Assignment:
For the material that follows, return exactly the lines from the one with "if quantity != state.quantity_required" through the one with "state.selected_item = Some(item);", both ends included.

Material for the task:
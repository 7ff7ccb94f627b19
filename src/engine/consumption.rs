// ==========================================
// 包装物料 BOM 系统 - 消耗计算引擎
// ==========================================
// 职责: 类别分类 → 公式；选料默认值；开关自动填充；THERMOPACK 膜自动计算
// 输入: 物料类别 + 类别工作状态 + 产品上下文
// 输出: 每箱件数 / 每箱消耗 / 需求数量 + 字段可见性
// 红线: 纯函数，不访问数据层
// 红线: 任一非正数分量短路为 0，永不产生 NaN 或负数
// ==========================================

use crate::domain::bom::CategoryWorkingState;
use crate::domain::product::Product;
use crate::domain::supply::SupplyItem;
use crate::domain::types::{is_count_unit, PackageSize, SupplyCategory};
use serde::{Deserialize, Serialize};

// ==========================================
// 常量
// ==========================================

/// 打包带开关的固定每箱消耗
pub const STRAP_CONSUMPTION_PER_BOX: f64 = 0.00045;

/// 订书钉开关的固定每箱消耗
pub const STAPLE_CONSUMPTION_PER_BOX: f64 = 0.00294;

/// THERMOPACK 膜系数 (底膜, 上膜)，按每箱包数相乘
fn film_factors(size: PackageSize) -> Option<(f64, f64)> {
    match size {
        PackageSize::ThreeByOne => Some((0.000245, 0.000333)),
        PackageSize::TwoByOne => Some((0.000369, 0.000492)),
        PackageSize::TwoByTwo => Some((0.00025, 0.000327)),
        PackageSize::NotApplicable => None,
    }
}

// ==========================================
// FormulaKind - 公式分类（互斥）
// ==========================================
#[derive(Debug, Clone, Copy, PartialEq, Eq, Hash, Serialize, Deserialize)]
pub enum FormulaKind {
    /// 小包标签: 件数 / 含量（件数取自每箱包数）
    PackageLabel,
    /// 箱标签: 消耗 / 含量（固定 1 件, 2 张）
    BoxLabel,
    /// 一次性: 瓦楞盖/底、外袋（固定 1 件, 1 个）
    SingleUse,
    /// 按件: (件数 × 每件消耗) / 含量
    PerPiece,
    /// 按箱: 消耗 / 含量
    PerBox,
}

impl FormulaKind {
    pub fn classify(category: SupplyCategory) -> Self {
        match category {
            SupplyCategory::PackageLabel => FormulaKind::PackageLabel,
            SupplyCategory::BoxLabel => FormulaKind::BoxLabel,
            SupplyCategory::CorrugatedTop
            | SupplyCategory::CorrugatedBottom
            | SupplyCategory::MasterBag => FormulaKind::SingleUse,
            SupplyCategory::FilmBottom
            | SupplyCategory::FilmTop
            | SupplyCategory::Strap
            | SupplyCategory::Staple
            | SupplyCategory::WaxPaper => FormulaKind::PerPiece,
            SupplyCategory::PrimaryPack
            | SupplyCategory::CakeDetailBox
            | SupplyCategory::CakeMasterBox => FormulaKind::PerBox,
        }
    }

    /// 选料时自动填充的固定值 (件数, 消耗)
    pub fn fixed_values(&self) -> Option<(f64, f64)> {
        match self {
            FormulaKind::BoxLabel => Some((1.0, 2.0)),
            FormulaKind::SingleUse => Some((1.0, 1.0)),
            _ => None,
        }
    }

    /// 是否标签类（组装校验跳过消耗检查）
    pub fn is_label(&self) -> bool {
        matches!(self, FormulaKind::PackageLabel | FormulaKind::BoxLabel)
    }

    /// 消耗字段是否按件理解
    pub fn consumption_is_per_piece(&self) -> bool {
        matches!(self, FormulaKind::PerPiece)
    }
}

// ==========================================
// 公式计算
// ==========================================

/// 按分类计算需求数量
///
/// # 参数
/// - kind: 公式分类
/// - pieces_per_box: 每箱件数
/// - consumption_per_box: 每箱（或每件）消耗
/// - content_per_unit: 物料每单位含量
///
/// # 返回
/// - 需求数量；任一必需分量非正（或非有限）时为 0
pub fn compute_quantity(
    kind: FormulaKind,
    pieces_per_box: f64,
    consumption_per_box: f64,
    content_per_unit: f64,
) -> f64 {
    let positive = |v: f64| v.is_finite() && v > 0.0;
    if !positive(content_per_unit) {
        return 0.0;
    }

    let numerator = match kind {
        FormulaKind::PackageLabel => {
            if !positive(pieces_per_box) {
                return 0.0;
            }
            pieces_per_box
        }
        FormulaKind::PerPiece => {
            if !positive(pieces_per_box) || !positive(consumption_per_box) {
                return 0.0;
            }
            pieces_per_box * consumption_per_box
        }
        FormulaKind::BoxLabel | FormulaKind::SingleUse | FormulaKind::PerBox => {
            if !positive(consumption_per_box) {
                return 0.0;
            }
            consumption_per_box
        }
    };

    numerator / content_per_unit
}

/// 工作状态当前应有的需求数量（未选料为 0）
pub fn quantity_for(category: SupplyCategory, state: &CategoryWorkingState) -> f64 {
    match &state.selected_item {
        Some(item) => compute_quantity(
            FormulaKind::classify(category),
            state.pieces_per_box,
            state.consumption_per_box,
            item.content_per_unit,
        ),
        None => 0.0,
    }
}

/// 重新派生需求数量，仅在数值变化时写入
///
/// # 返回
/// - true: 写入了新值
pub fn recompute(category: SupplyCategory, state: &mut CategoryWorkingState) -> bool {
    if state.selected_item.is_none() {
        return false;
    }
    let quantity = quantity_for(category, state);
    if quantity != state.quantity_required {
        state.quantity_required = quantity;
        true
    } else {
        false
    }
}

// ==========================================
// 选料默认值
// ==========================================

/// 选择目录物料后写入默认件数/消耗
///
/// - 小包标签: 件数 = 每箱包数，消耗 0
/// - 箱标签 / 一次性: 固定值
/// - 按箱: 件数 1（不参与公式，满足件数校验），消耗待录入
/// - 按件: 清零，等待录入
pub fn apply_selection(
    category: SupplyCategory,
    state: &mut CategoryWorkingState,
    item: SupplyItem,
    product: Option<&Product>,
) {
    let kind = FormulaKind::classify(category);
    let (pieces, consumption) = match kind {
        FormulaKind::PackageLabel => (product.map(|p| p.box_count).unwrap_or(0.0), 0.0),
        FormulaKind::PerBox => (1.0, 0.0),
        _ => kind.fixed_values().unwrap_or((0.0, 0.0)),
    };

    state.selected_item = Some(item);
    state.pieces_per_box = pieces;
    state.consumption_per_box = consumption;
    state.toggled = false;
    recompute(category, state);
}

// ==========================================
// 开关（打包带 / 订书钉）
// ==========================================

/// 开关类别的固定每箱消耗
pub fn toggle_consumption(category: SupplyCategory) -> Option<f64> {
    match category {
        SupplyCategory::Strap => Some(STRAP_CONSUMPTION_PER_BOX),
        SupplyCategory::Staple => Some(STAPLE_CONSUMPTION_PER_BOX),
        _ => None,
    }
}

/// 应用开关
///
/// # 参数
/// - first_item: 该类别的第一个目录物料
///
/// # 返回
/// - false: 类别不支持开关，或开启时目录中无该类别物料（状态不变）
pub fn apply_toggle(
    category: SupplyCategory,
    state: &mut CategoryWorkingState,
    enabled: bool,
    first_item: Option<&SupplyItem>,
) -> bool {
    let Some(consumption) = toggle_consumption(category) else {
        return false;
    };

    if !enabled {
        state.clear();
        return true;
    }

    let Some(item) = first_item else {
        return false;
    };

    state.selected_item = Some(item.clone());
    state.pieces_per_box = 1.0;
    state.consumption_per_box = consumption;
    state.toggled = true;
    recompute(category, state);
    true
}

// ==========================================
// THERMOPACK 膜自动计算
// ==========================================

/// 膜自动计算结果
#[derive(Debug, Clone, Copy, PartialEq, Serialize, Deserialize)]
pub struct FilmPlan {
    pub pieces_per_box: f64,
    pub bottom_consumption: f64,
    pub top_consumption: f64,
}

impl FilmPlan {
    /// 指定膜类别的消耗
    pub fn consumption_for(&self, category: SupplyCategory) -> Option<f64> {
        match category {
            SupplyCategory::FilmBottom => Some(self.bottom_consumption),
            SupplyCategory::FilmTop => Some(self.top_consumption),
            _ => None,
        }
    }
}

/// 按包装类型/规格/每箱包数计算膜消耗
///
/// # 返回
/// - None: 非 THERMOPACK 或未设置规格
pub fn thermopack_film_plan(product: &Product) -> Option<FilmPlan> {
    if !product.package_type.is_thermopack() {
        return None;
    }
    let (bottom, top) = film_factors(product.package_size)?;
    let n = product.box_count;
    Some(FilmPlan {
        pieces_per_box: n,
        bottom_consumption: n * bottom,
        top_consumption: n * top,
    })
}

/// 将膜计算写入对应类别状态（消耗 > 0 且目录中有该类别物料时）
///
/// # 返回
/// - true: 写入了状态
pub fn apply_film_plan(
    plan: &FilmPlan,
    category: SupplyCategory,
    state: &mut CategoryWorkingState,
    first_item: Option<&SupplyItem>,
) -> bool {
    let Some(consumption) = plan.consumption_for(category) else {
        return false;
    };
    let Some(item) = first_item else {
        return false;
    };
    if consumption <= 0.0 {
        return false;
    }

    state.selected_item = Some(item.clone());
    state.pieces_per_box = plan.pieces_per_box;
    state.consumption_per_box = consumption;
    state.toggled = false;
    recompute(category, state);
    true
}

// ==========================================
// 字段可见性
// ==========================================

#[derive(Debug, Clone, Copy, PartialEq, Eq, Serialize, Deserialize)]
pub enum FieldMode {
    Hidden,
    ReadOnly,
    Editable,
}

/// 消耗字段的含义
#[derive(Debug, Clone, Copy, PartialEq, Eq, Serialize, Deserialize)]
pub enum ConsumptionWording {
    PerPiece,
    PerBox,
}

#[derive(Debug, Clone, Copy, PartialEq, Eq, Serialize, Deserialize)]
pub struct FieldVisibility {
    /// 是否显示目录选择器
    pub picker: bool,
    /// 是否为开关类别
    pub toggle: bool,
    /// 是否自动计算（无需任何输入）
    pub auto_calculated: bool,
    /// 是否显示"固定值"提示
    pub fixed_notice: bool,
    pub pieces: FieldMode,
    pub consumption: FieldMode,
    pub wording: ConsumptionWording,
}

/// 类别在当前产品下的字段可见性
pub fn field_visibility(category: SupplyCategory, product: Option<&Product>) -> FieldVisibility {
    let kind = FormulaKind::classify(category);
    let wording = if kind.consumption_is_per_piece() {
        ConsumptionWording::PerPiece
    } else {
        ConsumptionWording::PerBox
    };
    let base = FieldVisibility {
        picker: true,
        toggle: false,
        auto_calculated: false,
        fixed_notice: false,
        pieces: FieldMode::Hidden,
        consumption: FieldMode::Hidden,
        wording,
    };

    if toggle_consumption(category).is_some() {
        return FieldVisibility {
            picker: false,
            toggle: true,
            ..base
        };
    }

    let film_auto = matches!(
        category,
        SupplyCategory::FilmTop | SupplyCategory::FilmBottom
    ) && product.map_or(false, |p| p.package_type.is_thermopack());
    if film_auto {
        return FieldVisibility {
            picker: false,
            auto_calculated: true,
            pieces: FieldMode::ReadOnly,
            consumption: FieldMode::ReadOnly,
            ..base
        };
    }

    match kind {
        FormulaKind::PackageLabel => FieldVisibility {
            pieces: FieldMode::ReadOnly,
            ..base
        },
        FormulaKind::BoxLabel | FormulaKind::SingleUse => FieldVisibility {
            fixed_notice: true,
            ..base
        },
        FormulaKind::PerPiece => FieldVisibility {
            pieces: FieldMode::Editable,
            consumption: FieldMode::Editable,
            ..base
        },
        FormulaKind::PerBox => FieldVisibility {
            consumption: FieldMode::Editable,
            ..base
        },
    }
}

// ==========================================
// 显示
// ==========================================

/// 需求数量显示：计数单位取整，其余 6 位小数
pub fn format_quantity(quantity: f64, unit_of_measure: &str) -> String {
    if is_count_unit(unit_of_measure) {
        format!("{}", quantity.round() as i64)
    } else {
        format!("{:.6}", quantity)
    }
}

/// 公式提示，例如 "= (50 × 0.01225) / 1"；未选料时为空串
pub fn formula_hint(category: SupplyCategory, state: &CategoryWorkingState) -> String {
    let Some(item) = &state.selected_item else {
        return String::new();
    };
    let content = item.content_per_unit;
    match FormulaKind::classify(category) {
        FormulaKind::PackageLabel => format!("= {} / {}", state.pieces_per_box, content),
        FormulaKind::PerPiece => format!(
            "= ({} × {}) / {}",
            state.pieces_per_box, state.consumption_per_box, content
        ),
        _ => format!("= {} / {}", state.consumption_per_box, content),
    }
}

Your solution:
    if quantity != state.quantity_required {
        state.quantity_required = quantity;
        true
    } else {
        false
    }
}

// ==========================================
// 选料默认值
// ==========================================

/// 选择目录物料后写入默认件数/消耗
///
/// - 小包标签: 件数 = 每箱包数，消耗 0
/// - 箱标签 / 一次性: 固定值
/// - 按箱: 件数 1（不参与公式，满足件数校验），消耗待录入
/// - 按件: 清零，等待录入
pub fn apply_selection(
    category: SupplyCategory,
    state: &mut CategoryWorkingState,
    item: SupplyItem,
    product: Option<&Product>,
) {
    let kind = FormulaKind::classify(category);
    let (pieces, consumption) = match kind {
        FormulaKind::PackageLabel => (product.map(|p| p.box_count).unwrap_or(0.0), 0.0),
        FormulaKind::PerBox => (1.0, 0.0),
        _ => kind.fixed_values().unwrap_or((0.0, 0.0)),
    };

    state.selected_item = Some(item);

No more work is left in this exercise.